The risk factors for herpes zoster in bortezomib treatment in patients with multiple myeloma.
10.5045/kjh.2010.45.3.188
- Author:
Yang Seon YI
1
;
Joo Seop CHUNG
;
Moo Kon SONG
;
Ho Jin SHIN
;
Young Mi SEOL
;
Young Jin CHOI
;
Goon Jae CHO
;
Gyeong Won LEE
;
Joon Ho MOON
;
In Hye HWANG
;
Kang Hee AHN
;
Hee Sun LEE
;
Kyung Hwa SHIN
;
Jong Min HWANG
Author Information
1. Department of Hematology-Oncology, Busan Cancer Center, Pusan National University Hospital Medical Research Institute, Busan, Korea. Hemon@pusan.ac.kr
- Publication Type:Original Article
- Keywords:
Multiple myeloma;
Protease inhibitors;
Herpes zoster
- MeSH:
Antiviral Agents;
Boronic Acids;
Herpes Zoster;
Humans;
Immunity, Cellular;
Incidence;
Lymphocyte Count;
Multiple Myeloma;
Protease Inhibitors;
Pyrazines;
Retrospective Studies;
Risk Factors;
Steroids;
Bortezomib
- From:Korean Journal of Hematology
2010;45(3):188-192
- CountryRepublic of Korea
- Language:English
-
Abstract:
BACKGROUND: Bortezomib has significant activity in treating multiple myeloma (MM). The risk of herpes zoster (HZ) has been reported to increase significantly with bortezomib treatment, but the predisposing factors for HZ are not clear. This study is a retrospective analysis of the relevant risk factors for HZ in Korean MM patients treated with bortezomib. METHODS: Sixty-six patients with refractory or relapsed MM who underwent chemotherapy with bortezomib were included in the study. Prophylactic antiviral drugs were not used for treatment. The following parameters were reviewed: age, gender, stage and type of MM, extent of previous treatment, history of HZ, duration from the time of diagnosis to the time of bortezomib treatment initiation, and absolute lymphocyte counts (ALC) at the time of bortezomib treatment initiation. RESULTS: The incidence of HZ was 16.7%. There were no intergroup differences between the HZ-positive and the HZ-negative groups with regard to a history of HZ, number of previous treatments, and exposure to steroids before bortezomib treatment.
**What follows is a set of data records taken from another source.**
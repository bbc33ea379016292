//! # Billing Session Routes
//!
//! A session is one live cart at the till. Every mutation returns the whole
//! cart with freshly computed totals, so the client never does tax math.
//!
//! ## Session Lifecycle
//! ```text
//! ┌─────────────────────────────────────────────────────────────────────────┐
//! │                                                                         │
//! │  POST /sessions ──► ┌──────────┐  items / quantity / discount          │
//! │                     │   Open   │  jurisdiction / customer / redemption │
//! │                     └────┬─────┘                                        │
//! │             ┌────────────┼──────────────┬─────────────────┐            │
//! │        /hold│     /checkout│        DELETE│                 │            │
//! │             ▼              ▼              ▼                 │            │
//! │      ┌──────────┐   ┌──────────┐   ┌──────────┐            │            │
//! │      │   Held   │   │ Invoice  │   │Discarded │            │            │
//! │      │CartStore │   │ (points  │   └──────────┘            │            │
//! │      └────┬─────┘   │ deducted)│                           │            │
//! │           │         └──────────┘                           │            │
//! │           └── /sessions/held/{id}/resume ──────────────────┘            │
//! │                                                                         │
//! └─────────────────────────────────────────────────────────────────────────┘
//! ```

use axum::extract::{Path, State};
use axum::http::StatusCode;
use axum::routing::{delete, get, post, put};
use axum::{Json, Router};
use chrono::Utc;
use serde::{Deserialize, Serialize};
use tracing::{debug, info, warn};

use billbook_core::invoice::{Invoice, InvoiceDraft};
use billbook_core::parse::{parse_discount, parse_points, parse_quantity, NumericInput};
use billbook_core::ports::HeldCartSummary;
use billbook_core::{
    compute_line_breakdown, compute_totals, Capability, Cart, CoreError, DisplayTotals, Money,
    RepoError, TaxJurisdiction,
};

use crate::auth::AuthUser;
use crate::error::{ApiError, ErrorCode};
use crate::AppState;

pub fn routes() -> Router<AppState> {
    Router::new()
        .route("/sessions", post(open))
        .route("/sessions/held", get(list_held))
        .route("/sessions/held/{id}/resume", post(resume))
        .route("/sessions/{id}", get(get_session).delete(discard))
        .route("/sessions/{id}/items", post(add_item))
        .route("/sessions/{id}/items/{item_id}", delete(remove_item))
        .route("/sessions/{id}/items/{item_id}/quantity", put(set_quantity))
        .route("/sessions/{id}/items/{item_id}/discount", put(set_discount))
        .route("/sessions/{id}/jurisdiction", put(set_jurisdiction))
        .route(
            "/sessions/{id}/customer",
            put(attach_customer).delete(detach_customer),
        )
        .route("/sessions/{id}/redemption", put(request_redemption))
        .route("/sessions/{id}/hold", post(hold))
        .route("/sessions/{id}/checkout", post(checkout))
}

// =============================================================================
// Views
// =============================================================================

/// One row's taxable amount and tax, rounded to paise.
#[derive(Debug, Clone, Serialize)]
#[serde(rename_all = "camelCase")]
pub struct LineView {
    pub item_id: String,
    pub line_amount: Money,
    pub cgst: Money,
    pub sgst: Money,
    pub igst: Money,
}

/// Cart plus everything the till displays for it.
#[derive(Debug, Clone, Serialize)]
#[serde(rename_all = "camelCase")]
pub struct SessionView {
    pub session_id: String,
    pub cart: Cart,
    pub totals: DisplayTotals,
    pub lines: Vec<LineView>,
}

impl From<&Cart> for SessionView {
    fn from(cart: &Cart) -> Self {
        let lines = compute_line_breakdown(cart)
            .into_iter()
            .map(|line| LineView {
                item_id: line.item_id,
                line_amount: Money::from_decimal_rounded(line.line_amount),
                cgst: Money::from_decimal_rounded(line.cgst),
                sgst: Money::from_decimal_rounded(line.sgst),
                igst: Money::from_decimal_rounded(line.igst),
            })
            .collect();

        SessionView {
            session_id: cart.id.clone(),
            cart: cart.clone(),
            totals: compute_totals(cart).rounded(),
            lines,
        }
    }
}

// =============================================================================
// Request Bodies
// =============================================================================

#[derive(Debug, Deserialize)]
#[serde(rename_all = "camelCase")]
pub struct AddItemRequest {
    pub product_id: String,
}

#[derive(Debug, Deserialize)]
pub struct QuantityRequest {
    pub quantity: NumericInput,
}

#[derive(Debug, Deserialize)]
#[serde(rename_all = "camelCase")]
pub struct DiscountRequest {
    pub discount_percent: NumericInput,
}

#[derive(Debug, Deserialize)]
pub struct JurisdictionRequest {
    pub jurisdiction: String,
}

#[derive(Debug, Deserialize)]
#[serde(rename_all = "camelCase")]
pub struct AttachCustomerRequest {
    pub customer_id: String,
}

#[derive(Debug, Deserialize)]
pub struct RedemptionRequest {
    pub points: NumericInput,
}

// =============================================================================
// Helpers
// =============================================================================

/// Applies `f` to the session's cart under its lock and returns the new view.
async fn mutate<F>(state: &AppState, id: &str, f: F) -> Result<Json<SessionView>, ApiError>
where
    F: FnOnce(&mut Cart) -> Result<(), ApiError>,
{
    let mut cart = state.sessions.lock(id).await?;
    f(&mut cart)?;
    Ok(Json(SessionView::from(&*cart)))
}

/// Reloads the attached customer's balance. A customer deleted meanwhile is
/// detached.
async fn refresh_balance(state: &AppState, cart: &mut Cart) -> Result<(), ApiError> {
    let Some(customer_id) = cart.customer_id.clone() else {
        return Ok(());
    };

    match state.customers.get(&customer_id).await {
        Ok(customer) => {
            cart.loyalty_points_available = customer.loyalty_points.max(0);
            Ok(())
        }
        Err(RepoError::NotFound { .. }) => {
            warn!(customer_id = %customer_id, "Attached customer no longer exists");
            cart.detach_customer();
            Ok(())
        }
        Err(e) => Err(e.into()),
    }
}

// =============================================================================
// Handlers
// =============================================================================

async fn open(
    State(state): State<AppState>,
    user: AuthUser,
) -> Result<(StatusCode, Json<SessionView>), ApiError> {
    user.require(Capability::Billing)?;

    let (id, shared) = state.sessions.open().await;
    info!(session_id = %id, staff_id = %user.staff_id, "Billing session opened");

    let cart = shared.lock().await;
    Ok((StatusCode::CREATED, Json(SessionView::from(&*cart))))
}

async fn get_session(
    State(state): State<AppState>,
    user: AuthUser,
    Path(id): Path<String>,
) -> Result<Json<SessionView>, ApiError> {
    user.require(Capability::Billing)?;
    mutate(&state, &id, |_| Ok(())).await
}

async fn discard(
    State(state): State<AppState>,
    user: AuthUser,
    Path(id): Path<String>,
) -> Result<StatusCode, ApiError> {
    user.require(Capability::Billing)?;

    state
        .sessions
        .remove(&id)
        .await
        .ok_or_else(|| ApiError::not_found("Session", &id))?;
    info!(session_id = %id, staff_id = %user.staff_id, "Billing session discarded");

    Ok(StatusCode::NO_CONTENT)
}

/// Adds one unit of a product, or bumps its existing row.
///
/// The product's current price and GST rate are frozen onto a new row;
/// later catalog edits do not change it.
async fn add_item(
    State(state): State<AppState>,
    user: AuthUser,
    Path(id): Path<String>,
    Json(body): Json<AddItemRequest>,
) -> Result<Json<SessionView>, ApiError> {
    user.require(Capability::Billing)?;
    debug!(session_id = %id, product_id = %body.product_id, "add_item request");

    let product = state.catalog.get(&body.product_id).await?;
    if !product.is_active {
        return Err(ApiError::validation("Product is not available for sale"));
    }

    mutate(&state, &id, |cart| {
        cart.add_or_increment(&product)?;
        Ok(())
    })
    .await
}

/// `0` removes the row.
async fn set_quantity(
    State(state): State<AppState>,
    user: AuthUser,
    Path((id, item_id)): Path<(String, String)>,
    Json(body): Json<QuantityRequest>,
) -> Result<Json<SessionView>, ApiError> {
    user.require(Capability::Billing)?;
    let quantity = parse_quantity(&body.quantity.as_text())?;
    debug!(session_id = %id, item_id = %item_id, quantity, "set_quantity request");

    mutate(&state, &id, |cart| Ok(cart.set_quantity(&item_id, quantity)?)).await
}

async fn set_discount(
    State(state): State<AppState>,
    user: AuthUser,
    Path((id, item_id)): Path<(String, String)>,
    Json(body): Json<DiscountRequest>,
) -> Result<Json<SessionView>, ApiError> {
    user.require(Capability::Billing)?;
    let discount = parse_discount(&body.discount_percent.as_text())?;
    debug!(session_id = %id, item_id = %item_id, discount = %discount.percent(), "set_discount request");

    mutate(&state, &id, |cart| {
        Ok(cart.set_discount(&item_id, discount.percent())?)
    })
    .await
}

async fn remove_item(
    State(state): State<AppState>,
    user: AuthUser,
    Path((id, item_id)): Path<(String, String)>,
) -> Result<Json<SessionView>, ApiError> {
    user.require(Capability::Billing)?;

    mutate(&state, &id, |cart| {
        if cart.remove(&item_id) {
            Ok(())
        } else {
            Err(CoreError::not_found("Line item", &item_id).into())
        }
    })
    .await
}

/// Manual override of the derived jurisdiction.
async fn set_jurisdiction(
    State(state): State<AppState>,
    user: AuthUser,
    Path(id): Path<String>,
    Json(body): Json<JurisdictionRequest>,
) -> Result<Json<SessionView>, ApiError> {
    user.require(Capability::Billing)?;
    let jurisdiction = TaxJurisdiction::parse(&body.jurisdiction)?;

    mutate(&state, &id, |cart| {
        cart.set_jurisdiction(jurisdiction);
        Ok(())
    })
    .await
}

/// Loads the customer's balance and derives CGST/SGST vs IGST from their
/// state code.
async fn attach_customer(
    State(state): State<AppState>,
    user: AuthUser,
    Path(id): Path<String>,
    Json(body): Json<AttachCustomerRequest>,
) -> Result<Json<SessionView>, ApiError> {
    user.require(Capability::Billing)?;

    let customer = state.customers.get(&body.customer_id).await?;
    let store_state = state.config.store_state_code.clone();
    debug!(session_id = %id, customer_id = %customer.id, "attach_customer request");

    mutate(&state, &id, |cart| {
        cart.attach_customer(&customer, &store_state);
        Ok(())
    })
    .await
}

async fn detach_customer(
    State(state): State<AppState>,
    user: AuthUser,
    Path(id): Path<String>,
) -> Result<Json<SessionView>, ApiError> {
    user.require(Capability::Billing)?;

    mutate(&state, &id, |cart| {
        cart.detach_customer();
        Ok(())
    })
    .await
}

/// Records the points to redeem. Totals clamp the request to the balance
/// and to the bill.
async fn request_redemption(
    State(state): State<AppState>,
    user: AuthUser,
    Path(id): Path<String>,
    Json(body): Json<RedemptionRequest>,
) -> Result<Json<SessionView>, ApiError> {
    user.require(Capability::Billing)?;
    let points = parse_points(&body.points.as_text())?;

    mutate(&state, &id, |cart| {
        if points > 0 && cart.customer_id.is_none() {
            return Err(ApiError::validation("Attach a customer before redeeming points"));
        }
        Ok(cart.request_redemption(points)?)
    })
    .await
}

/// Parks the cart in the cart store and closes the session.
async fn hold(
    State(state): State<AppState>,
    user: AuthUser,
    Path(id): Path<String>,
) -> Result<Json<HeldCartSummary>, ApiError> {
    user.require(Capability::Billing)?;

    let cart = state.sessions.lock(&id).await?;
    if cart.is_empty() {
        return Err(ApiError::validation("Cannot hold an empty cart"));
    }

    state.carts.save(&cart).await?;
    state.sessions.remove(&id).await;
    info!(session_id = %id, items = cart.item_count(), "Cart held");

    Ok(Json(HeldCartSummary {
        id: cart.id.clone(),
        customer_id: cart.customer_id.clone(),
        item_count: cart.item_count() as i64,
        held_at: Utc::now(),
    }))
}

async fn list_held(
    State(state): State<AppState>,
    user: AuthUser,
) -> Result<Json<Vec<HeldCartSummary>>, ApiError> {
    user.require(Capability::Billing)?;
    Ok(Json(state.carts.list_held().await?))
}

/// Reopens a held cart as a live session, with the customer's current
/// balance.
async fn resume(
    State(state): State<AppState>,
    user: AuthUser,
    Path(id): Path<String>,
) -> Result<(StatusCode, Json<SessionView>), ApiError> {
    user.require(Capability::Billing)?;

    let mut cart = state.carts.load(&id).await?;
    refresh_balance(&state, &mut cart).await?;

    // Only one resume may claim the held cart
    if !state.carts.delete(&id).await? {
        return Err(ApiError::not_found("Held cart", &id));
    }

    let (session_id, shared) = state.sessions.insert(cart).await;
    info!(session_id = %session_id, staff_id = %user.staff_id, "Held cart resumed");

    let cart = shared.lock().await;
    Ok((StatusCode::CREATED, Json(SessionView::from(&*cart))))
}

/// Finalizes the cart into an invoice and closes the session.
///
/// ## Flow
/// ```text
/// lock cart ──► InvoiceDraft::from_cart ──► InvoiceStore::finalize
///                (rounded rows/totals)        (one transaction:
///                                              header + rows + points)
///    │
///    ├── Ok        ──► session closed, 201 Invoice
///    └── Conflict  ──► balance reloaded into the cart, 409
///                      (another till spent the points first)
/// ```
async fn checkout(
    State(state): State<AppState>,
    user: AuthUser,
    Path(id): Path<String>,
) -> Result<(StatusCode, Json<Invoice>), ApiError> {
    user.require(Capability::Billing)?;

    let mut cart = state.sessions.lock(&id).await?;

    let draft = InvoiceDraft::from_cart(&cart, &user.staff_id)?;
    let invoice = match state.invoices.finalize(&draft).await {
        Ok(invoice) => invoice,
        Err(RepoError::Conflict(message)) => {
            warn!(session_id = %id, message = %message, "Checkout conflict");
            refresh_balance(&state, &mut cart).await?;
            return Err(ApiError::new(ErrorCode::Conflict, message));
        }
        Err(e) => return Err(e.into()),
    };

    state.sessions.remove(&id).await;
    info!(
        session_id = %id,
        invoice_id = %invoice.id,
        receipt = %invoice.receipt_number,
        grand_total = %invoice.totals.grand_total,
        points = invoice.totals.loyalty_points_redeemed,
        "Checkout complete"
    );

    Ok((StatusCode::CREATED, Json(invoice)))
}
The median duration from the time of MM diagnosis to the time of bortezomib treatment initiation in the HZ-positive group was significantly shorter than that in the HZ-negative group. The median ALC at the time of bortezomib initiation in the HZ-positive group was significantly lower than that in the HZ-negative group. CONCLUSION: Bortezomib itself might act as a risk factor for HZ by inhibiting cell-mediated immunity, and patients with low ALC at the time of bortezomib treatment initiation were at greater risk of HZ during bortezomib treatment.